Content starts

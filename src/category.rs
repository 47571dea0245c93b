//! Category records used to group tasks on the board.

use serde::{Deserialize, Serialize};

/// A named, coloured grouping. Tasks refer to a category by `name`.
#[derive(Debug, Clone, PartialEq, Serialize, Deserialize)]
#[serde(rename_all = "camelCase")]
pub struct Category {
    pub id: String,
    pub name: String,
    pub color: String,
    /// Display metadata; only `CategoryService::recount` refreshes it.
    #[serde(default)]
    pub task_count: usize,
}

/// Caller-supplied fields for a category create or update.
#[derive(Debug, Clone, Default, PartialEq, Serialize, Deserialize)]
#[serde(rename_all = "camelCase", default)]
pub struct CategoryPatch {
    #[serde(skip_serializing_if = "Option::is_none")]
    pub id: Option<String>,
    #[serde(skip_serializing_if = "Option::is_none")]
    pub name: Option<String>,
    #[serde(skip_serializing_if = "Option::is_none")]
    pub color: Option<String>,
    #[serde(skip_serializing_if = "Option::is_none")]
    pub task_count: Option<usize>,
}

impl CategoryPatch {
    /// Patch setting only the name.
    pub fn named(name: impl Into<String>) -> Self {
        CategoryPatch {
            name: Some(name.into()),
            ..Default::default()
        }
    }

    pub fn with_color(mut self, color: impl Into<String>) -> Self {
        self.color = Some(color.into());
        self
    }

    /// Overwrite the fields this patch sets. `id` is never applied.
    pub fn apply_to(self, category: &mut Category) {
        if let Some(name) = self.name {
            category.name = name;
        }
        if let Some(color) = self.color {
            category.color = color;
        }
        if let Some(count) = self.task_count {
            category.task_count = count;
        }
    }
}
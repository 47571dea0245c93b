//! Single-line text entry for the board's search and quick-add prompts.

/// A text input field with a cursor measured in characters.
#[derive(Clone, Debug, Default)]
pub struct InputField {
    pub value: String,
    cursor: usize,
}

impl InputField {
    pub fn new() -> Self {
        Self::default()
    }

    pub fn with_value(value: &str) -> Self {
        Self {
            value: value.to_string(),
            cursor: value.chars().count(),
        }
    }

    fn byte_offset(&self, cursor: usize) -> usize {
        self.value
            .char_indices()
            .nth(cursor)
            .map(|(i, _)| i)
            .unwrap_or(self.value.len())
    }

    /// Insert a character at the current cursor position.
    pub fn handle_char(&mut self, c: char) {
        let at = self.byte_offset(self.cursor);
        self.value.insert(at, c);
        self.cursor += 1;
    }

    /// Delete the character before the cursor.
    pub fn handle_backspace(&mut self) {
        if self.cursor > 0 {
            self.cursor -= 1;
            let at = self.byte_offset(self.cursor);
            self.value.remove(at);
        }
    }

    pub fn move_cursor_left(&mut self) {
        self.cursor = self.cursor.saturating_sub(1);
    }

    pub fn move_cursor_right(&mut self) {
        if self.cursor < self.value.chars().count() {
            self.cursor += 1;
        }
    }

    /// Empty the field and return what it held.
    pub fn take(&mut self) -> String {
        self.cursor = 0;
        std::mem::take(&mut self.value)
    }
}
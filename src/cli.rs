use std::path::PathBuf;

use clap::Parser;

use crate::cmd::Commands;

/// Kanban task board with To Do, In Progress and Completed columns.
/// The board starts from a seed document (built in, or --seed) and lives
/// only as long as the process.
#[derive(Parser)]
#[command(name = "kb", version, about = "Kanban task board")]
pub struct Cli {
    /// JSON seed document with `tasks` and `categories` arrays.
    #[arg(long, global = true)]
    pub seed: Option<PathBuf>,

    /// Path to the TOML config file.
    #[arg(long, global = true)]
    pub config: Option<PathBuf>,

    /// Print records as JSON.
    #[arg(long, global = true)]
    pub json: bool,

    #[command(subcommand)]
    pub command: Commands,
}
//! Enumerations and field types for tasks.
//!
//! This module defines the structured values a task carries besides free text:
//! its priority and its position on the board (status), along with the
//! display and parsing helpers the CLI and board share.

use serde::{Deserialize, Serialize};

/// Priority classification for task importance.
#[derive(Debug, Clone, Copy, Default, Serialize, Deserialize, PartialEq, Eq, Hash)]
#[serde(rename_all = "kebab-case")]
pub enum Priority {
    Low,
    #[default]
    Medium,
    High,
}

impl Priority {
    /// Next priority in the cycle low -> medium -> high -> low.
    pub fn cycle(self) -> Self {
        match self {
            Priority::Low => Priority::Medium,
            Priority::Medium => Priority::High,
            Priority::High => Priority::Low,
        }
    }

    pub fn as_str(self) -> &'static str {
        match self {
            Priority::Low => "low",
            Priority::Medium => "medium",
            Priority::High => "high",
        }
    }
}

/// Board column a task sits in.
///
/// Every transition between the three values is permitted; the only coupled
/// effect is the task's completion timestamp.
#[derive(Debug, Clone, Copy, Default, Serialize, Deserialize, PartialEq, Eq, Hash)]
#[serde(rename_all = "kebab-case")]
pub enum Status {
    #[default]
    Todo,
    InProgress,
    Completed,
}

impl Status {
    /// Column order on the board.
    pub const ALL: [Status; 3] = [Status::Todo, Status::InProgress, Status::Completed];

    /// Column index on the board (0..3).
    pub fn column(self) -> usize {
        match self {
            Status::Todo => 0,
            Status::InProgress => 1,
            Status::Completed => 2,
        }
    }

    /// Status for a board column index.
    pub fn from_column(index: usize) -> Option<Self> {
        Status::ALL.get(index).copied()
    }

    /// Status one column to the left, if any.
    pub fn previous(self) -> Option<Self> {
        self.column().checked_sub(1).and_then(Status::from_column)
    }

    /// Status one column to the right, if any.
    pub fn next(self) -> Option<Self> {
        Status::from_column(self.column() + 1)
    }

    /// Wire spelling, as used in seed files and `--json` output.
    pub fn as_str(self) -> &'static str {
        match self {
            Status::Todo => "todo",
            Status::InProgress => "in-progress",
            Status::Completed => "completed",
        }
    }
}

/// Format a task status for display.
pub fn format_status(s: Status) -> &'static str {
    match s {
        Status::Todo => "To Do",
        Status::InProgress => "In Progress",
        Status::Completed => "Completed",
    }
}

/// Format a priority level for display.
pub fn format_priority(p: Priority) -> &'static str {
    match p {
        Priority::Low => "Low",
        Priority::Medium => "Medium",
        Priority::High => "High",
    }
}

/// Parse a status string, accepting both wire and display spellings.
pub fn parse_status(s: &str) -> Option<Status> {
    match s.trim().to_lowercase().as_str() {
        "todo" | "to do" | "to-do" => Some(Status::Todo),
        "in-progress" | "in progress" | "inprogress" => Some(Status::InProgress),
        "completed" | "done" => Some(Status::Completed),
        _ => None,
    }
}

/// Parse a priority string.
pub fn parse_priority(s: &str) -> Option<Priority> {
    match s.trim().to_lowercase().as_str() {
        "low" => Some(Priority::Low),
        "medium" | "med" => Some(Priority::Medium),
        "high" => Some(Priority::High),
        _ => None,
    }
}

Content ends

**WHAT TO DO**. All the lines above should be written out once more, exactly.

**OUTPUT FOR THIS TASK**.
filename src/category.rs
repository 47571dea0245c93b
//! Category records used to group tasks on the board.

use serde::{Deserialize, Serialize};

/// A named, coloured grouping. Tasks refer to a category by `name`.
#[derive(Debug, Clone, PartialEq, Serialize, Deserialize)]
#[serde(rename_all = "camelCase")]
pub struct Category {
    pub id: String,
    pub name: String,
    pub color: String,
    /// Display metadata; only `CategoryService::recount` refreshes it.
    #[serde(default)]
    pub task_count: usize,
}

/// Caller-supplied fields for a category create or update.
#[derive(Debug, Clone, Default, PartialEq, Serialize, Deserialize)]
#[serde(rename_all = "camelCase", default)]
pub struct CategoryPatch {
    #[serde(skip_serializing_if = "Option::is_none")]
    pub id: Option<String>,
    #[serde(skip_serializing_if = "Option::is_none")]
    pub name: Option<String>,
    #[serde(skip_serializing_if = "Option::is_none")]
    pub color: Option<String>,
    #[serde(skip_serializing_if = "Option::is_none")]
    pub task_count: Option<usize>,
}

impl CategoryPatch {
    /// Patch setting only the name.
    pub fn named(name: impl Into<String>) -> Self {
        CategoryPatch {
            name: Some(name.into()),
            ..Default::default()
        }
    }

    pub fn with_color(mut self, color: impl Into<String>) -> Self {
        self.color = Some(color.into());
        self
    }

    /// Overwrite the fields this patch sets. `id` is never applied.
    pub fn apply_to(self, category: &mut Category) {
        if let Some(name) = self.name {
            category.name = name;
        }
        if let Some(color) = self.color {
            category.color = color;
        }
        if let Some(count) = self.task_count {
            category.task_count = count;
        }
    }
}
repository 47571dea0245c93b
//! Single-line text entry for the board's search and quick-add prompts.

/// A text input field with a cursor measured in characters.
#[derive(Clone, Debug, Default)]
pub struct InputField {
    pub value: String,
    cursor: usize,
}

impl InputField {
    pub fn new() -> Self {
        Self::default()
    }

    pub fn with_value(value: &str) -> Self {
        Self {
            value: value.to_string(),
            cursor: value.chars().count(),
        }
    }

    fn byte_offset(&self, cursor: usize) -> usize {
        self.value
            .char_indices()
            .nth(cursor)
            .map(|(i, _)| i)
            .unwrap_or(self.value.len())
    }

    /// Insert a character at the current cursor position.
    pub fn handle_char(&mut self, c: char) {
        let at = self.byte_offset(self.cursor);
        self.value.insert(at, c);
        self.cursor += 1;
    }

    /// Delete the character before the cursor.
    pub fn handle_backspace(&mut self) {
        if self.cursor > 0 {
            self.cursor -= 1;
            let at = self.byte_offset(self.cursor);
            self.value.remove(at);
        }
    }

    pub fn move_cursor_left(&mut self) {
        self.cursor = self.cursor.saturating_sub(1);
    }

    pub fn move_cursor_right(&mut self) {
        if self.cursor < self.value.chars().count() {
            self.cursor += 1;
        }
    }

    /// Empty the field and return what it held.
    pub fn take(&mut self) -> String {
        self.cursor = 0;
        std::mem::take(&mut self.value)
    }
}
filename src/cli.rs
use std::path::PathBuf;

use clap::Parser;

use crate::cmd::Commands;

/// Kanban task board with To Do, In Progress and Completed columns.
/// The board starts from a seed document (built in, or --seed) and lives
/// only as long as the process.
#[derive(Parser)]
#[command(name = "kb", version, about = "Kanban task board")]
pub struct Cli {
    /// JSON seed document with `tasks` and `categories` arrays.
    #[arg(long, global = true)]
    pub seed: Option<PathBuf>,

    /// Path to the TOML config file.
    #[arg(long, global = true)]
    pub config: Option<PathBuf>,

    /// Print records as JSON.
    #[arg(long, global = true)]
    pub json: bool,

    #[command(subcommand)]
    pub command: Commands,
}
//! Enumerations and field types for tasks.
//!
//! This module defines the structured values a task carries besides free text:
//! its priority and its position on the board (status), along with the
//! display and parsing helpers the CLI and board share.

use serde::{Deserialize, Serialize};

/// Priority classification for task importance.
#[derive(Debug, Clone, Copy, Default, Serialize, Deserialize, PartialEq, Eq, Hash)]
#[serde(rename_all = "kebab-case")]
pub enum Priority {
    Low,
    #[default]
    Medium,
    High,
}

impl Priority {
    /// Next priority in the cycle low -> medium -> high -> low.
    pub fn cycle(self) -> Self {
        match self {
            Priority::Low => Priority::Medium,
            Priority::Medium => Priority::High,
            Priority::High => Priority::Low,
        }
    }

    pub fn as_str(self) -> &'static str {
        match self {
            Priority::Low => "low",
            Priority::Medium => "medium",
            Priority::High => "high",
        }
    }
}

/// Board column a task sits in.
///
/// Every transition between the three values is permitted; the only coupled
/// effect is the task's completion timestamp.
#[derive(Debug, Clone, Copy, Default, Serialize, Deserialize, PartialEq, Eq, Hash)]
#[serde(rename_all = "kebab-case")]
pub enum Status {
    #[default]
    Todo,
    InProgress,
    Completed,
}

impl Status {
    /// Column order on the board.
    pub const ALL: [Status; 3] = [Status::Todo, Status::InProgress, Status::Completed];

    /// Column index on the board (0..3).
    pub fn column(self) -> usize {
        match self {
            Status::Todo => 0,
            Status::InProgress => 1,
            Status::Completed => 2,
        }
    }

    /// Status for a board column index.
    pub fn from_column(index: usize) -> Option<Self> {
        Status::ALL.get(index).copied()
    }

    /// Status one column to the left, if any.
    pub fn previous(self) -> Option<Self> {
        self.column().checked_sub(1).and_then(Status::from_column)
    }

    /// Status one column to the right, if any.
    pub fn next(self) -> Option<Self> {
        Status::from_column(self.column() + 1)
    }

    /// Wire spelling, as used in seed files and `--json` output.
    pub fn as_str(self) -> &'static str {
        match self {
            Status::Todo => "todo",
            Status::InProgress => "in-progress",
            Status::Completed => "completed",
        }
    }
}

/// Format a task status for display.
pub fn format_status(s: Status) -> &'static str {
    match s {
        Status::Todo => "To Do",
        Status::InProgress => "In Progress",
        Status::Completed => "Completed",
    }
}

/// Format a priority level for display.
pub fn format_priority(p: Priority) -> &'static str {
    match p {
        Priority::Low => "Low",
        Priority::Medium => "Medium",
        Priority::High => "High",
    }
}

/// Parse a status string, accepting both wire and display spellings.
pub fn parse_status(s: &str) -> Option<Status> {
    match s.trim().to_lowercase().as_str() {
        "todo" | "to do" | "to-do" => Some(Status::Todo),
        "in-progress" | "in progress" | "inprogress" => Some(Status::InProgress),
        "completed" | "done" => Some(Status::Completed),
        _ => None,
    }
}

/// Parse a priority string.
pub fn parse_priority(s: &str) -> Option<Priority> {
    match s.trim().to_lowercase().as_str() {
        "low" => Some(Priority::Low),
        "medium" | "med" => Some(Priority::Medium),
        "high" => Some(Priority::High),
        _ => None,
    }
}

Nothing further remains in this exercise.